** Study material follows **

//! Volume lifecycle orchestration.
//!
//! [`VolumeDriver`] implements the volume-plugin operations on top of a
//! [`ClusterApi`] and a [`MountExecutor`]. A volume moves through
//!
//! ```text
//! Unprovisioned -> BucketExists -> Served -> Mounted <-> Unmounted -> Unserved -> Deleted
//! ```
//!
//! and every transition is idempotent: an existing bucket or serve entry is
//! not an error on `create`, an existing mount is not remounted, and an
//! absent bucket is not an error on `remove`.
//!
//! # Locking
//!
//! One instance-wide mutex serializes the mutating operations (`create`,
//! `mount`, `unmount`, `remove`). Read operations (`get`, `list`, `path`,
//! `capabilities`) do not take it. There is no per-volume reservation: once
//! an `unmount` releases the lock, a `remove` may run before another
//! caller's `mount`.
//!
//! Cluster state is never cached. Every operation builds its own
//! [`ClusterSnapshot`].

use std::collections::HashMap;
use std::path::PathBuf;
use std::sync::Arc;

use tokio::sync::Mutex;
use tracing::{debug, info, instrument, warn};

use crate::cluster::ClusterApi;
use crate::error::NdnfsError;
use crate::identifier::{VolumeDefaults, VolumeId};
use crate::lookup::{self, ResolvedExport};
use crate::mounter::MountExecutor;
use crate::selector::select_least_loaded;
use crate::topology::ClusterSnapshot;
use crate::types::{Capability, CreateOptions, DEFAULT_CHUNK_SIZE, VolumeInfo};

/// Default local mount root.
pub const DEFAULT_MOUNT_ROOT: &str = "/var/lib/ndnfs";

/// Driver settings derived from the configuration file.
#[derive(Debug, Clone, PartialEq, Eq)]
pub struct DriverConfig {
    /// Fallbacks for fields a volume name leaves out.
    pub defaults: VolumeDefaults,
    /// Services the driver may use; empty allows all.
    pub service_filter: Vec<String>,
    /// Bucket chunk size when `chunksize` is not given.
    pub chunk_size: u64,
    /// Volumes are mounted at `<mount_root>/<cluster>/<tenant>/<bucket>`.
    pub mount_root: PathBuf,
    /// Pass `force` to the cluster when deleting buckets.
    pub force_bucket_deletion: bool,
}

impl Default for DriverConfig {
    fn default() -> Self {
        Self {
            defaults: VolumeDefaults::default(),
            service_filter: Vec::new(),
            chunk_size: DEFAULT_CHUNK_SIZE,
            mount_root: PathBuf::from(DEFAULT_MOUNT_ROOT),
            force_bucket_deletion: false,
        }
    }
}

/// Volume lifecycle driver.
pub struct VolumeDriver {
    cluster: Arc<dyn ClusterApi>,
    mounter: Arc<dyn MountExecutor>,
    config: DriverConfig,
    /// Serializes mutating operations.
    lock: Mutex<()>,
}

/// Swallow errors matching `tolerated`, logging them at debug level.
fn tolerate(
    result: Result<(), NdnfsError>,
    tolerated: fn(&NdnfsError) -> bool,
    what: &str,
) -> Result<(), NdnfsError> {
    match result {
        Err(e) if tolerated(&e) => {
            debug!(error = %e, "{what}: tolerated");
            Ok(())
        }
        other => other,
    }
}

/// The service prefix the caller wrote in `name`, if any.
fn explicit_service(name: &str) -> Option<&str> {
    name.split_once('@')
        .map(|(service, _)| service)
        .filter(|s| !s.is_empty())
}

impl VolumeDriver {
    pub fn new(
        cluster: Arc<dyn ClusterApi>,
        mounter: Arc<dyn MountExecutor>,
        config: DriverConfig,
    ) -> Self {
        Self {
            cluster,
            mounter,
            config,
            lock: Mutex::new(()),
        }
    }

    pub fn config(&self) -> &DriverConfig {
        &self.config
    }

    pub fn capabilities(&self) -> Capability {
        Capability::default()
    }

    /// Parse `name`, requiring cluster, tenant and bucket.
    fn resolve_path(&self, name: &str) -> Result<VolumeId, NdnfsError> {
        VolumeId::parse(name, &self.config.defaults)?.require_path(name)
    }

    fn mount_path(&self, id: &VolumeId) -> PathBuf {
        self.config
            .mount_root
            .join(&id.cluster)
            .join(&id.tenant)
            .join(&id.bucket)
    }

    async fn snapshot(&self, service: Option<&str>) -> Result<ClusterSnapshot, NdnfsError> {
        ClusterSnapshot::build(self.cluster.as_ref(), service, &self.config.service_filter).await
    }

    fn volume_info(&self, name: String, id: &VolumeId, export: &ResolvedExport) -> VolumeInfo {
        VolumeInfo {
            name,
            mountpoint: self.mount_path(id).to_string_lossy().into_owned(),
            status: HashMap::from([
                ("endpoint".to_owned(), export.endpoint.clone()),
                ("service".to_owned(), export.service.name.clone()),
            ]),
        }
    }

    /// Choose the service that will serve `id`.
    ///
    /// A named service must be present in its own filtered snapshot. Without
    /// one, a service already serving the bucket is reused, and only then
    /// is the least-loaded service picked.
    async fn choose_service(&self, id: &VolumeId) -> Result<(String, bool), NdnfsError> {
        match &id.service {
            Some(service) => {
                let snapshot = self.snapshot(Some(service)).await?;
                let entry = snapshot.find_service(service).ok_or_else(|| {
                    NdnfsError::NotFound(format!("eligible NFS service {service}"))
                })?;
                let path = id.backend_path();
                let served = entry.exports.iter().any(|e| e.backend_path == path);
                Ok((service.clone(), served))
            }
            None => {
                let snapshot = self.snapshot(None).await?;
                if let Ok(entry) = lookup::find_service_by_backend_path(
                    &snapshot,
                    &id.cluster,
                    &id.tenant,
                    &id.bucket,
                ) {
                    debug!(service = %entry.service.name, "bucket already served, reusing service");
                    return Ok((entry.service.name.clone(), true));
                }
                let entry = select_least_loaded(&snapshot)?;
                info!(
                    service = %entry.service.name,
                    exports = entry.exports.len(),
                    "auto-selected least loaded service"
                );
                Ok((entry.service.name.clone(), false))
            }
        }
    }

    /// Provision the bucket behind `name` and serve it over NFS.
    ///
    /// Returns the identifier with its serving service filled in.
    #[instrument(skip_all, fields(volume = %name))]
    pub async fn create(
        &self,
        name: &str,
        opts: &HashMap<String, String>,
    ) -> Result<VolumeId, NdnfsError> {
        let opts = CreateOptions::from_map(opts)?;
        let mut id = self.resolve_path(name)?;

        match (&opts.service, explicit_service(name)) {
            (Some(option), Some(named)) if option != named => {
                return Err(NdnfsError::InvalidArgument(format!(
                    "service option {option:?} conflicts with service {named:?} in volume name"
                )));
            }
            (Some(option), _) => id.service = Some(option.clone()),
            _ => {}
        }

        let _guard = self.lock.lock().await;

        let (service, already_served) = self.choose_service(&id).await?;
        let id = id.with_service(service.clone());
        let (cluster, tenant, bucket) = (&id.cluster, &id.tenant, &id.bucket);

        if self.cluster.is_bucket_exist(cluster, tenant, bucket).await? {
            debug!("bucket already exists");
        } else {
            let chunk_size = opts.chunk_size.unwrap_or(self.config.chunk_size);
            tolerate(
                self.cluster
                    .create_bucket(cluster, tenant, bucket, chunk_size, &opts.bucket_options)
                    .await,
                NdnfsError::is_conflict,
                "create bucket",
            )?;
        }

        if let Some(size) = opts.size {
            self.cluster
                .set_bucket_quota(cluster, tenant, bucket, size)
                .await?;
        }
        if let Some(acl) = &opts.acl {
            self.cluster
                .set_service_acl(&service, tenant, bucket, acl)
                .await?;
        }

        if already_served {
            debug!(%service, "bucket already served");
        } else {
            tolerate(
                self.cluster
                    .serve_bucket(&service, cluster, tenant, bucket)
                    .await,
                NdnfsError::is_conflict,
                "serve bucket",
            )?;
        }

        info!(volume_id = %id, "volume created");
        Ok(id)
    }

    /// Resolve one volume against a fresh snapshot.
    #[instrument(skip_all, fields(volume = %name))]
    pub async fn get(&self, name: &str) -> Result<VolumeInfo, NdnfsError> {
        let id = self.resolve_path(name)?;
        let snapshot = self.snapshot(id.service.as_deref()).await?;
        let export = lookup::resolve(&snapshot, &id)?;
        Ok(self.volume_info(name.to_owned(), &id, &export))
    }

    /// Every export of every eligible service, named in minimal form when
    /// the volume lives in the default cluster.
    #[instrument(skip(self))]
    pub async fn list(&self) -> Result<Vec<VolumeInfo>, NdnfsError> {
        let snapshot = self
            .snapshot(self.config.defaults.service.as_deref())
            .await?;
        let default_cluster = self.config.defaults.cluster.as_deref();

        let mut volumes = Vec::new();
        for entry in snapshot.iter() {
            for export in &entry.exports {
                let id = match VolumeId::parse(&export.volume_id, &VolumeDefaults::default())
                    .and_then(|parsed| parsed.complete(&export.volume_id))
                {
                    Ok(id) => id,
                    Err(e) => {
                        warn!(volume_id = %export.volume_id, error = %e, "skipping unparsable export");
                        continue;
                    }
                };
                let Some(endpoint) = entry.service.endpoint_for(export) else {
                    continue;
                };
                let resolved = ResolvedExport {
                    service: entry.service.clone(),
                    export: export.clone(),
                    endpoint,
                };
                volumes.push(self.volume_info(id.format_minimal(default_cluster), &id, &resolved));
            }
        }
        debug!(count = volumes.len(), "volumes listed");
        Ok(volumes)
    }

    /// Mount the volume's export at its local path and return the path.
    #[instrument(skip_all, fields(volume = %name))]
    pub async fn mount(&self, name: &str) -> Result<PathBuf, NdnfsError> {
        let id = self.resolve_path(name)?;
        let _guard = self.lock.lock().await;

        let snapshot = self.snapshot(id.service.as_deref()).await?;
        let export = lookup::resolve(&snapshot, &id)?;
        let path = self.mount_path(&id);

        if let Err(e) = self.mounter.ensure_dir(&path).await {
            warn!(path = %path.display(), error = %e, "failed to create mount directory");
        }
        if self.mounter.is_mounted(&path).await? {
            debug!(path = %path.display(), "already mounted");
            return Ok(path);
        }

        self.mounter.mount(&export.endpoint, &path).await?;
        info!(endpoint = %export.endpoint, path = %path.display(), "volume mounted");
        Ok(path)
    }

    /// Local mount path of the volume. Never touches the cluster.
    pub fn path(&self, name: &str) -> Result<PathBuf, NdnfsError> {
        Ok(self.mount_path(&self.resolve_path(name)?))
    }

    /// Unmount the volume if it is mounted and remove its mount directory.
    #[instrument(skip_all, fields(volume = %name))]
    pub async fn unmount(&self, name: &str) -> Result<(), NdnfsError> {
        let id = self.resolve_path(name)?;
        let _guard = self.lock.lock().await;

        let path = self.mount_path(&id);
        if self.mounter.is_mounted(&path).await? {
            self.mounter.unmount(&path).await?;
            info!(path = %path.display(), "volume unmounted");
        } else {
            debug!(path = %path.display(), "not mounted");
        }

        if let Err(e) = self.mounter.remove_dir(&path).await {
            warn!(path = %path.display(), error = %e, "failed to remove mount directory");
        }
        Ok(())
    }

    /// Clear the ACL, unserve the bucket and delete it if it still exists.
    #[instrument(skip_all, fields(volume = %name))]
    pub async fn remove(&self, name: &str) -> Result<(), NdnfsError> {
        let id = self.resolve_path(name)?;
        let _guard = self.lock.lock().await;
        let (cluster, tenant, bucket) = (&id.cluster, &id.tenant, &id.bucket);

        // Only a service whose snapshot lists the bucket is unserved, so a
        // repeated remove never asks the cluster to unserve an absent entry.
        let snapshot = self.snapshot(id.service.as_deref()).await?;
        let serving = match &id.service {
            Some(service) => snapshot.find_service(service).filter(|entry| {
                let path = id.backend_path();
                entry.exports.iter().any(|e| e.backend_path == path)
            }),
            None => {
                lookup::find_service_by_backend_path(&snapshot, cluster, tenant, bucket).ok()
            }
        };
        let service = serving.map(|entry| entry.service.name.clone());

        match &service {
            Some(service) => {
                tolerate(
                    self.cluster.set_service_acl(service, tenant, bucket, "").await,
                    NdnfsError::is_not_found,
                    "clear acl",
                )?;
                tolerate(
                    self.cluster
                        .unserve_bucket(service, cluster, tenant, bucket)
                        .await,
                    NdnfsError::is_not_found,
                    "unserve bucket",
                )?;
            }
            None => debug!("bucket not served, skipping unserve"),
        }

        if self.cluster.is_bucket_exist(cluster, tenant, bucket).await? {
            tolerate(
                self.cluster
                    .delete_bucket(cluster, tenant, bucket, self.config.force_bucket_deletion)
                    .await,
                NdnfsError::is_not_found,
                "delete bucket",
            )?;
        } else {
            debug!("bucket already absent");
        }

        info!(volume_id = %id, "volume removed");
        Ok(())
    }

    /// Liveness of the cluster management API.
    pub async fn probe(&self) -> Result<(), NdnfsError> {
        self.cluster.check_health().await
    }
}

** End of Study material **
** Study material follows **

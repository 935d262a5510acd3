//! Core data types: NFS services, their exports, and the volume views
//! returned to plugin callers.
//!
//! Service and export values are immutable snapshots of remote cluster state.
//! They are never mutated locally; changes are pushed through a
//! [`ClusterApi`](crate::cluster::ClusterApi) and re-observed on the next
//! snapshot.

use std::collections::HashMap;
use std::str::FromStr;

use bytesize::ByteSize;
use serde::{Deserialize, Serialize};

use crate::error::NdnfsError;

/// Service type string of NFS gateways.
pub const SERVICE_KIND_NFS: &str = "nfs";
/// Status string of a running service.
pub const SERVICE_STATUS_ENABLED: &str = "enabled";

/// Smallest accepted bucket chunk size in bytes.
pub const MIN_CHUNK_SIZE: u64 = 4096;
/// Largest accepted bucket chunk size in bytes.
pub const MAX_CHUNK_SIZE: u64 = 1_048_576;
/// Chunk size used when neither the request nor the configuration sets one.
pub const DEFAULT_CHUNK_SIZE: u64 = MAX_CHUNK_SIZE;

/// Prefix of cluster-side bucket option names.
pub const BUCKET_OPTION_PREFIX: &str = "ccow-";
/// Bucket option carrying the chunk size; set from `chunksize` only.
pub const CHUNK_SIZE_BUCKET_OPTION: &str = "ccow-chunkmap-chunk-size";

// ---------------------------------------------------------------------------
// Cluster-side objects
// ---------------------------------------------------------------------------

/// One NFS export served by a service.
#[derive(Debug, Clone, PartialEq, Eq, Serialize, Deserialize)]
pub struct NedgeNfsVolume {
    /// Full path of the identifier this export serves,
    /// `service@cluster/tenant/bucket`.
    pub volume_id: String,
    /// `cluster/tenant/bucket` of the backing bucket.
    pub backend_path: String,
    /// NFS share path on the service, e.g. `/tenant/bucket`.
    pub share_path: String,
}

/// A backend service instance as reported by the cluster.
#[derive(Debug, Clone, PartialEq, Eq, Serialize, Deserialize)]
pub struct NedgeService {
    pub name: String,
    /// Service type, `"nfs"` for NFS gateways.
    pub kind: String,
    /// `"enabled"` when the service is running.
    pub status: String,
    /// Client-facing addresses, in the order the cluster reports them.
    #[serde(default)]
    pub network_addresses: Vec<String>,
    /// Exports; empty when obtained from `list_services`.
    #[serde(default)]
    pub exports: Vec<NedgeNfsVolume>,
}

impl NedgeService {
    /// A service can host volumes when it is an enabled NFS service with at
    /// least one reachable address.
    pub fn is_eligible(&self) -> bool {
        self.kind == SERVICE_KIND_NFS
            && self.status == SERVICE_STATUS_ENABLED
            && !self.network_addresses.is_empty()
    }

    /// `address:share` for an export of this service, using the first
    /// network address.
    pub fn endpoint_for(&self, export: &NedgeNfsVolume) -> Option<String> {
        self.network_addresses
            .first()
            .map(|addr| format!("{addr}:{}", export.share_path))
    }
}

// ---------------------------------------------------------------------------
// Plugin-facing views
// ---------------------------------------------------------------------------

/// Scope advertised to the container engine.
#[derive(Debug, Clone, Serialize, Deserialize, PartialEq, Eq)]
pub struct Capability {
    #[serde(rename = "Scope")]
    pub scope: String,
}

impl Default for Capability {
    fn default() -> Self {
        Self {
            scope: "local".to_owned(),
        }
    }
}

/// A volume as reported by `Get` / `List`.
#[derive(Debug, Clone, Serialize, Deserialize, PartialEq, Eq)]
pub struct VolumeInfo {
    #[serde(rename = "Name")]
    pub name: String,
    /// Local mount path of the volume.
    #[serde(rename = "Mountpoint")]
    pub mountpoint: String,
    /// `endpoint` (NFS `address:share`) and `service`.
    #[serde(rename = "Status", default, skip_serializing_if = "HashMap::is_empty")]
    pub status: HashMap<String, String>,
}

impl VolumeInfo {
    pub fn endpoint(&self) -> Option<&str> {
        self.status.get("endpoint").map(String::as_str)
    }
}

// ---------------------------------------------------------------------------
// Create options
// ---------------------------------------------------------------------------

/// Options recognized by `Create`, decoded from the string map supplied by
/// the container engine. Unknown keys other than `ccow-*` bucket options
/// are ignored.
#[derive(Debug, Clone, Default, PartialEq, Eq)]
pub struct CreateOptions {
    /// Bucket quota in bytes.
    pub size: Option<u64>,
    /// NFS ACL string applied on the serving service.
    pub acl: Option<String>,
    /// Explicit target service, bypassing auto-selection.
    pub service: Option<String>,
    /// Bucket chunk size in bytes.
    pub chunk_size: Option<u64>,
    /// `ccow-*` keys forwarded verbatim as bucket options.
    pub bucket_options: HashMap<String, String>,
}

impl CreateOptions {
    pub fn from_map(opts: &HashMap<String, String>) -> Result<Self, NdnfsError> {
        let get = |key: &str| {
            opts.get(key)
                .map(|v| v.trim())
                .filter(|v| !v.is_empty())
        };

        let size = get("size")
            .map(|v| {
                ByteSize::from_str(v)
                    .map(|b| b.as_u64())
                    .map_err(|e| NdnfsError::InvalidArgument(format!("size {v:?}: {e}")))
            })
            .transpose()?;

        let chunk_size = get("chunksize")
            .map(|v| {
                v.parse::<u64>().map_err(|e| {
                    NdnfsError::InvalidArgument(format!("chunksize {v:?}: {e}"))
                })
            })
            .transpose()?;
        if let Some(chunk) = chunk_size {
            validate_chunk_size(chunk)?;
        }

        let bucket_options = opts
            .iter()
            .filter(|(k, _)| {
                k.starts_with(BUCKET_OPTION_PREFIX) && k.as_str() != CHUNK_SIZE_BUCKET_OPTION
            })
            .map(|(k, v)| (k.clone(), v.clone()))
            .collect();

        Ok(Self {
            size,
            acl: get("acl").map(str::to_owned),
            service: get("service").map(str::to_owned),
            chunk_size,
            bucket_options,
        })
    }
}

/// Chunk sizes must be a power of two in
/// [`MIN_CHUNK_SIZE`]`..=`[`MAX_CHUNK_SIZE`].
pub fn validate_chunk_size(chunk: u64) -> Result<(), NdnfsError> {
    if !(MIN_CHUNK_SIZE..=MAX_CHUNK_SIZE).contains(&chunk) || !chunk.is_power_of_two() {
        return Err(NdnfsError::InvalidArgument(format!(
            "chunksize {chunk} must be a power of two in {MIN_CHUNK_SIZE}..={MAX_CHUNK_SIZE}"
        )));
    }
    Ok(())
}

** End of Study material **
** Study material follows **

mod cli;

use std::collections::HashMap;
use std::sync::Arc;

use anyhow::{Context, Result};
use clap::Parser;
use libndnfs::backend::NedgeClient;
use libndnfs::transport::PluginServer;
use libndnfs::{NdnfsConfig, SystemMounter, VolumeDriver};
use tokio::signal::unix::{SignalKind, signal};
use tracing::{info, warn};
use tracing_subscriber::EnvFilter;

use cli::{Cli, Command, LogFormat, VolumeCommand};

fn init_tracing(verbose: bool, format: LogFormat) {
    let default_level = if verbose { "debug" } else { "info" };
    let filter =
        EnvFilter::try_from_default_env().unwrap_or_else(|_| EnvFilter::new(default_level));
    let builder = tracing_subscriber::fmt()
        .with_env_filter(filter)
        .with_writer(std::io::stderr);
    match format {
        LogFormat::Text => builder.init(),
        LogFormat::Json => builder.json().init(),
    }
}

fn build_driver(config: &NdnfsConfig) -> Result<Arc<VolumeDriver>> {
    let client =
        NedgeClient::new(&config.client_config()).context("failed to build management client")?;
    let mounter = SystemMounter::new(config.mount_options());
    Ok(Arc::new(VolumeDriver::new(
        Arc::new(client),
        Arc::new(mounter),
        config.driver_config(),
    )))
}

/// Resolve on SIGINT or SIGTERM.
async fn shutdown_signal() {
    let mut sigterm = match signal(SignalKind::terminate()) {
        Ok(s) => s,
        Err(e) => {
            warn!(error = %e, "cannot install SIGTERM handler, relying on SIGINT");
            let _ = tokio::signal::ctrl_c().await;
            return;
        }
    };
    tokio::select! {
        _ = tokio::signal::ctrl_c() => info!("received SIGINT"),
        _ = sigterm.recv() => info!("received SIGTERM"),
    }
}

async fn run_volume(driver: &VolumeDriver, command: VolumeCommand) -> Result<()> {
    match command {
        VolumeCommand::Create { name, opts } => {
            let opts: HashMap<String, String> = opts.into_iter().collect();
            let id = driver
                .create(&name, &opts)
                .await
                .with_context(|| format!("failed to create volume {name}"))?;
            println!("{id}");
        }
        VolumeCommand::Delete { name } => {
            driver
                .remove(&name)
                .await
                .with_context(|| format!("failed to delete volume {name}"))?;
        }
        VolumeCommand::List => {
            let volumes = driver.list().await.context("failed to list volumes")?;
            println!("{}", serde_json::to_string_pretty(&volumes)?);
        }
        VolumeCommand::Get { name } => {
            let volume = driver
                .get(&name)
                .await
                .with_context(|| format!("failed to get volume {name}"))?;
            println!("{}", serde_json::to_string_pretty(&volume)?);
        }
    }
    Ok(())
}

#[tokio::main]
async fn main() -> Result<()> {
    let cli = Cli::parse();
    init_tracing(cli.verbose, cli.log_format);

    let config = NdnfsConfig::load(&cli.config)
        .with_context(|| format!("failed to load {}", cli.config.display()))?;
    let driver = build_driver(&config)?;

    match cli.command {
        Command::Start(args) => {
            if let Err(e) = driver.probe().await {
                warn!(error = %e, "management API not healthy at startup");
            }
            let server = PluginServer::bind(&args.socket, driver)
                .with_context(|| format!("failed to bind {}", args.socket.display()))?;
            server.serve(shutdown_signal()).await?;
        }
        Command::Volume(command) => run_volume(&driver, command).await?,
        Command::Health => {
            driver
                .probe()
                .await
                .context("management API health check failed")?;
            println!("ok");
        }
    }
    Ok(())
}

** End of Study material **

#### The task
Which lines run from the one holding "Volume lifecycle orchestration." through the one holding "remounted, and an" in the records above? Repeat them exactly, both included, and nothing more.

#### Task response
//! Volume lifecycle orchestration.
//!
//! [`VolumeDriver`] implements the volume-plugin operations on top of a
//! [`ClusterApi`] and a [`MountExecutor`]. A volume moves through
//!
//! ```text
//! Unprovisioned -> BucketExists -> Served -> Mounted <-> Unmounted -> Unserved -> Deleted
//! ```
//!
//! and every transition is idempotent: an existing bucket or serve entry is
//! not an error on `create`, an existing mount is not remounted, and an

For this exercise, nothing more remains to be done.